Start of Given data
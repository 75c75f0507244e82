#![forbid(unsafe_code)]

//! Headless simulation: a recording canvas, a deterministic clock and a
//! fixed frame schedule.

use std::time::Duration;

use serde::Serialize;
use vitae::prelude::*;
use vitae::{MetricsSnapshot, RecordingCanvas, Recommendation, VitalReading, VitalsTracker};

use crate::cli::Opts;

/// Extra delay added on stalled frames.
pub const STALL: Duration = Duration::from_millis(50);

#[derive(Debug, Clone, Default, PartialEq, Eq, Serialize)]
pub struct OutcomeCounts {
    pub rendered: u64,
    pub frozen: u64,
    pub surface_lost: u64,
    pub stopped: u64,
}

impl OutcomeCounts {
    fn record(&mut self, outcome: FrameOutcome) {
        let slot = match outcome {
            FrameOutcome::Rendered => &mut self.rendered,
            FrameOutcome::Frozen => &mut self.frozen,
            FrameOutcome::SurfaceLost => &mut self.surface_lost,
            FrameOutcome::Stopped => &mut self.stopped,
        };
        *slot += 1;
    }
}

/// Final state after a run.
#[derive(Debug, Clone, Serialize)]
pub struct DemoReport {
    pub device: DeviceCapabilities,
    pub recommendation: Recommendation,
    pub shapes: usize,
    pub ticks: u64,
    pub links: usize,
    pub outcomes: OutcomeCounts,
    pub commands_last_frame: usize,
    pub snapshot: MetricsSnapshot,
    /// Overlay text, when attached.
    pub overlay: Option<String>,
    /// LCP, FID and CLS readings when `--vitals` is on.
    pub vitals: Vec<VitalReading>,
}

/// Host and device configuration for `opts`, layered over the environment.
pub fn configure(opts: &Opts) -> (HostConfig, DeviceCapabilities) {
    let mut config = HostConfig::from_env();
    config.governor.overlay |= opts.overlay;
    config.connections |= opts.links;
    config.render.glow |= opts.glow;
    if opts.adaptive && config.adaptive.is_none() {
        config.adaptive = Some(vitae::AdaptiveConfig::default());
    }

    let mut device = DeviceCapabilities::from_env();
    device.is_mobile |= opts.mobile;
    device.is_low_end |= opts.low_end;
    device.prefers_reduced_motion |= opts.reduced_motion;
    (config, device)
}

/// Per-frame step for the schedule: `1/fps`, plus [`STALL`] every
/// `stall_every` frames.
pub fn frame_step(opts: &Opts, frame: u64) -> Duration {
    let base = Duration::from_micros(1_000_000 / u64::from(opts.fps.max(1)));
    if opts.stall_every > 0 && frame % opts.stall_every == 0 {
        base + STALL
    } else {
        base
    }
}

/// Feed page vitals from the frame schedule: the first paint is the
/// largest contentful paint, an input arriving with it is handled on the
/// next frame, and a fixed-size canvas never shifts layout.
fn record_vitals(tracker: &mut VitalsTracker, frame: u64, previous_ms: f64, now_ms: f64) {
    match frame {
        1 => {
            tracker.record_lcp(&[now_ms]);
        }
        2 => {
            tracker.record_first_input(previous_ms, now_ms);
            tracker.record_layout_shifts(&[]);
        }
        _ => {}
    }
}

pub fn run(opts: &Opts, config: HostConfig, device: &DeviceCapabilities) -> Result<DemoReport> {
    let canvas = RecordingCanvas::new(CanvasSize::new(opts.width, opts.height));
    let mut handle = start(canvas, DeterministicClock::new(), config, device)?;
    let mut outcomes = OutcomeCounts::default();
    let mut vitals = opts.vitals.then(VitalsTracker::new);
    let mut previous_ms = 0.0;

    for frame in 1..=opts.frames {
        handle.clock_mut().advance(frame_step(opts, frame));
        let outcome = handle.frame();
        outcomes.record(outcome);
        let now_ms = handle.clock().now_mono().as_secs_f64() * 1000.0;
        if let Some(tracker) = vitals.as_mut() {
            record_vitals(tracker, frame, previous_ms, now_ms);
        }
        previous_ms = now_ms;
        if matches!(outcome, FrameOutcome::SurfaceLost | FrameOutcome::Stopped) {
            break;
        }
    }

    let overlay = handle
        .overlay()
        .and_then(|overlay| overlay.text())
        .map(|text| text.to_string());
    Ok(DemoReport {
        device: *device,
        recommendation: handle.recommendation(),
        shapes: handle.field().len(),
        ticks: handle.field().elapsed_ticks(),
        links: handle.links().map_or(0, |cache| cache.links().len()),
        outcomes,
        commands_last_frame: handle.surface().map_or(0, |s| s.commands().len()),
        snapshot: handle.snapshot(),
        overlay,
        vitals: vitals
            .map(|t| [t.lcp(), t.fid(), t.cls()].into_iter().flatten().collect())
            .unwrap_or_default(),
    })
}
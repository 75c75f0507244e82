#![forbid(unsafe_code)]

//! Frame governor: per-tick timing, per-second FPS aggregation and
//! periodic reporting.
//!
//! # Model
//!
//! The host calls [`FrameGovernor::observe`] exactly once per rendered frame
//! with a monotonic timestamp, before the next frame's tick/render.
//!
//! - Every call counts one frame. A call whose delta from the previous call
//!   exceeds `target_frame × dropped_factor` also counts one dropped frame.
//! - Calls are tallied per aggregate period. Once at least
//!   `aggregate_interval` has passed since the last aggregate, the period's
//!   FPS `round(ticks × 1000 / elapsed_ms)` is pushed into a bounded FIFO
//!   window (oldest evicted at capacity). The call that closes a period is
//!   counted in that period.
//! - Each aggregate publishes a snapshot to the sink (if any) and, when the log
//!   interval has elapsed, emits an `info` event on target `vitae::perf`.
//!
//! # States
//!
//! ```text
//! Warming ──(first aggregate)──► Steady
//!    ▲                              │
//!    └──────────── reset ───────────┘
//! ```
//!
//! # Failure Modes
//!
//! | Mode | Behavior |
//! |------|----------|
//! | Timestamp goes backwards | Delta saturates to zero; no drop counted |
//! | No memory introspection | Snapshot memory is `None` (`N/A`) |
//! | No sink | Aggregates still update metrics and the log |

use crate::config::GovernorConfig;
use crate::memory::{MemoryProbe, NoMemoryProbe};
use crate::metrics::{FrameMetrics, GovernorState, MetricsSnapshot};
use crate::sink::MetricsSink;
use std::collections::VecDeque;
use std::fmt;
use std::time::Duration;

/// FPS sampler and metrics source.
pub struct FrameGovernor {
    config: GovernorConfig,
    dropped_threshold: Duration,
    window: VecDeque<u32>,
    instantaneous_fps: u32,
    ticks_in_period: u32,
    total_frames: u64,
    dropped_frames: u64,
    last_observe: Duration,
    last_aggregate: Duration,
    last_log: Duration,
    sink: Option<Box<dyn MetricsSink>>,
    memory: Box<dyn MemoryProbe>,
}

impl fmt::Debug for FrameGovernor {
    fn fmt(&self, f: &mut fmt::Formatter<'_>) -> fmt::Result {
        f.debug_struct("FrameGovernor")
            .field("config", &self.config)
            .field("window", &self.window)
            .field("instantaneous_fps", &self.instantaneous_fps)
            .field("ticks_in_period", &self.ticks_in_period)
            .field("total_frames", &self.total_frames)
            .field("dropped_frames", &self.dropped_frames)
            .field("has_sink", &self.sink.is_some())
            .finish_non_exhaustive()
    }
}

impl FrameGovernor {
    /// Start governing at `now` (the baseline for the first delta).
    pub fn new(config: GovernorConfig, now: Duration) -> Self {
        let capacity = config.window_capacity.max(1);
        Self {
            dropped_threshold: config.dropped_threshold(),
            window: VecDeque::with_capacity(capacity),
            config,
            instantaneous_fps: 0,
            ticks_in_period: 0,
            total_frames: 0,
            dropped_frames: 0,
            last_observe: now,
            last_aggregate: now,
            last_log: now,
            sink: None,
            memory: Box::new(NoMemoryProbe),
        }
    }

    #[must_use]
    pub fn with_sink(mut self, sink: Box<dyn MetricsSink>) -> Self {
        self.set_sink(sink);
        self
    }

    #[must_use]
    pub fn with_memory_probe(mut self, probe: Box<dyn MemoryProbe>) -> Self {
        self.set_memory_probe(probe);
        self
    }

    pub fn set_memory_probe(&mut self, probe: Box<dyn MemoryProbe>) {
        self.memory = probe;
    }

    /// Install a sink, releasing any previous one.
    pub fn set_sink(&mut self, sink: Box<dyn MetricsSink>) {
        if let Some(mut old) = self.sink.replace(sink) {
            old.release();
        }
    }

    /// Record one frame at `now`.
    ///
    /// Returns the fresh metrics when this call closed an aggregate period.
    pub fn observe(&mut self, now: Duration) -> Option<FrameMetrics> {
        let delta = now.saturating_sub(self.last_observe);
        self.last_observe = now;

        self.total_frames = self.total_frames.saturating_add(1);
        if delta > self.dropped_threshold {
            self.dropped_frames = self.dropped_frames.saturating_add(1);
        }
        self.ticks_in_period = self.ticks_in_period.saturating_add(1);

        let since = now.saturating_sub(self.last_aggregate);
        if since.is_zero() || since < self.config.aggregate_interval {
            return None;
        }

        let elapsed_ms = since.as_secs_f64() * 1000.0;
        let fps = (f64::from(self.ticks_in_period) * 1000.0 / elapsed_ms).round() as u32;
        self.push_sample(fps);
        self.ticks_in_period = 0;
        self.last_aggregate = now;

        let metrics = self.metrics();
        tracing::trace!(
            target: "vitae::perf",
            fps,
            window = self.window.len(),
            "aggregate"
        );

        let log_due = self
            .config
            .log_interval
            .is_some_and(|interval| now.saturating_sub(self.last_log) >= interval);

        if self.sink.is_some() || log_due {
            let snapshot = MetricsSnapshot::new(metrics, self.memory.usage());
            if let Some(sink) = self.sink.as_mut() {
                sink.publish(&snapshot);
            }
            if log_due {
                log_snapshot(&snapshot);
                self.last_log = now;
            }
        }

        Some(metrics)
    }

    fn push_sample(&mut self, fps: u32) {
        let capacity = self.config.window_capacity.max(1);
        while self.window.len() >= capacity {
            self.window.pop_front();
        }
        self.window.push_back(fps);
        self.instantaneous_fps = fps;
    }

    /// Current aggregates. Pure read.
    pub fn metrics(&self) -> FrameMetrics {
        let (average_fps, min_fps) = if self.window.is_empty() {
            (0, 0)
        } else {
            let sum: u64 = self.window.iter().map(|&v| u64::from(v)).sum();
            let avg = (sum as f64 / self.window.len() as f64).round() as u32;
            let min = self.window.iter().copied().min().unwrap_or(0);
            (avg, min)
        };
        FrameMetrics {
            instantaneous_fps: self.instantaneous_fps,
            average_fps,
            min_fps,
            dropped_frames: self.dropped_frames,
            total_frames: self.total_frames,
        }
    }

    /// Metrics plus memory reading and rating.
    pub fn snapshot(&self) -> MetricsSnapshot {
        MetricsSnapshot::new(self.metrics(), self.memory.usage())
    }

    #[inline]
    pub fn state(&self) -> GovernorState {
        if self.window.is_empty() {
            GovernorState::Warming
        } else {
            GovernorState::Steady
        }
    }

    /// Per-second samples, oldest first.
    pub fn samples(&self) -> impl ExactSizeIterator<Item = u32> + '_ {
        self.window.iter().copied()
    }

    /// Clear the window and counters; timing restarts at `now`.
    pub fn reset(&mut self, now: Duration) {
        self.window.clear();
        self.instantaneous_fps = 0;
        self.ticks_in_period = 0;
        self.total_frames = 0;
        self.dropped_frames = 0;
        self.last_observe = now;
        self.last_aggregate = now;
        self.last_log = now;
        tracing::debug!(target: "vitae::perf", "governor reset");
    }

    /// Release the sink. Idempotent; also runs on drop.
    pub fn shutdown(&mut self) {
        if let Some(mut sink) = self.sink.take() {
            sink.release();
            tracing::debug!(target: "vitae::perf", "metrics sink released");
        }
    }

    #[inline]
    pub fn has_sink(&self) -> bool {
        self.sink.is_some()
    }

    #[inline]
    pub fn config(&self) -> &GovernorConfig {
        &self.config
    }
}

impl Drop for FrameGovernor {
    fn drop(&mut self) {
        self.shutdown();
    }
}

fn log_snapshot(snapshot: &MetricsSnapshot) {
    let m = &snapshot.metrics;
    tracing::info!(
        target: "vitae::perf",
        fps = m.instantaneous_fps,
        avg_fps = m.average_fps,
        min_fps = m.min_fps,
        memory = %snapshot.memory_label(),
        dropped = m.dropped_frames,
        total = m.total_frames,
        dropped_pct = snapshot.dropped_percent,
        rating = snapshot.rating.as_str(),
        "performance metrics"
    );
}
End of Given data
_Task prompt_
The job here is to find each line above with the word "adaptive" and copy it.

_Expected answer_
    if opts.adaptive && config.adaptive.is_none() {
        config.adaptive = Some(vitae::AdaptiveConfig::default());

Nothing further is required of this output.